Testing Dropout Method for Neural Network

James Jung, Sumved Ravi, Ryan Jakiel

Figure 1. Srivastava’s Comparison of Dropout Network vs Regular Network Classification Errors

From previous work done by Srivastava and his peers, it was found that the dropout method used on neural networks with a node retention probability between 0.4 and 0.8 generated a close to optimal result across dataset a broad spectrum of data groups. Srivastava’s group then goes on to experiment with averaging the results of multiple dropout networks to create a final neural net for the test classifications. It was found that dropout networks produced a noticeable reduction in classification error for nearly across all weight updates i, specifically between a 0.25% - 0.5% as seen in the figure below.

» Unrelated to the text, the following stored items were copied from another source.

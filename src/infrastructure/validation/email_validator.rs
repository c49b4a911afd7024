use validator::ValidateEmail;

use crate::domain::account::errors::AccountError;
use crate::domain::account::ports::EmailValidator;

/// Syntactic email checker backed by the `validator` crate.
///
/// Checks format only; whether the address actually exists is out of scope.
/// The check itself cannot fail, so `is_valid` never returns `Err`.
#[derive(Debug, Default)]
pub struct EmailFormatValidator;

impl EmailFormatValidator {
  /// Creates a new instance of EmailFormatValidator
  pub fn new() -> Self {
    Self
  }
}

impl EmailValidator for EmailFormatValidator {
  fn is_valid(&self, email: &str) -> Result<bool, AccountError> {
    Ok(email.validate_email())
  }
}
//! Account registration service.
//!
//! The crate follows a hexagonal layout: `domain` holds the account model,
//! the error taxonomy and the capability ports, `application` the
//! account-creation use case, `adapters` the HTTP surface, and
//! `infrastructure` the concrete hashing, validation, persistence and
//! configuration adapters.

pub mod adapters;
pub mod application;
pub mod domain;
pub mod infrastructure;
use async_trait::async_trait;

use super::entities::{Account, NewAccount};
use super::errors::AccountError;

/// Capability trait for credential hashing
#[async_trait]
pub trait PasswordHasher: Send + Sync {
  /// Hashes a plaintext credential into an opaque, non-reversible string.
  ///
  /// Callers are responsible for having validated the input; in particular
  /// the plaintext must be non-empty. Any internal failure of the hashing
  /// mechanism propagates unchanged.
  async fn encrypt(&self, plaintext: &str) -> Result<String, AccountError>;
}

/// Capability trait for account persistence
#[async_trait]
pub trait AccountStore: Send + Sync {
  /// Persists a creation request and returns the stored account.
  ///
  /// The input must already carry a hashed password. Implementations assign
  /// a fresh, unique identifier and must not expose partial writes: either
  /// the returned account was persisted or an error is returned.
  async fn create(&self, account: NewAccount) -> Result<Account, AccountError>;
}

/// Capability trait for email format checking
///
/// `Err` means the check itself could not run, not that the email is
/// malformed; the caller treats it as an upstream failure.
pub trait EmailValidator: Send + Sync {
  /// Checks the structural validity of an email-like string.
  fn is_valid(&self, email: &str) -> Result<bool, AccountError>;
}
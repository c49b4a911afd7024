use serde::{Deserialize, Serialize};
use uuid::Uuid;

/// Input to account creation.
///
/// `password` carries the plaintext credential when the value enters the
/// creation pipeline and the hashed form once the use case has applied the
/// hasher. The use case builds a fresh value for the hand-off to the store
/// rather than mutating the original.
#[derive(Debug, Clone, PartialEq, Eq)]
pub struct NewAccount {
  pub name: String,
  pub email: String,
  pub password: String,
}

/// A durable account record as returned by an account store.
///
/// `password` holds the hashed credential, never the plaintext. The `id` is
/// assigned by the store at creation time and is immutable afterwards.
#[derive(Debug, Clone, PartialEq, Eq, Serialize, Deserialize)]
pub struct Account {
  pub id: Uuid,
  pub name: String,
  pub email: String,
  pub password: String,
}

Figure 2. Srivastava’s Dropout Network Classification Error Results per Node Retention Probability

In addition, the node retention probability was varied to see which probability value lead to to the greatest decrease in classification error. Srivastava’s group found a plateau in percent error between probabilities of 0.5 < p < 0.8. This region of probabilities yields approximately 0.5% - 2% improvement in classification error as compared to other drop out probabilities.

The purpose in this experiment is to validate two findings. First, to show the drop in classification error between the dropout networks and regular networks. Second, to validate the concave trend (Figure 2) in classification error as probability p of node retention is varied.

In order to reproduce these results, we have changed the multi-layered perceptron model from homework 3 as follows. The final neural network weights are averaged across 20 thinned neural network maps. This method is repeated across ten testing sets and scored through cross validation of the given data. The number of hidden units is kept constant per run as was done in Srivastava’s paper (seen in Figure 2 above, “keeping n fixed”, n being number of hidden units). For each testing set the node retention probability p was varied with values, [0.1, 0.2, 0.4, 0.5, 0.6, 0.8, 1.0]. The tests with a retention probability of 1.0 are effectively a regular neural network with no dropouts, and as such is treated as the baseline.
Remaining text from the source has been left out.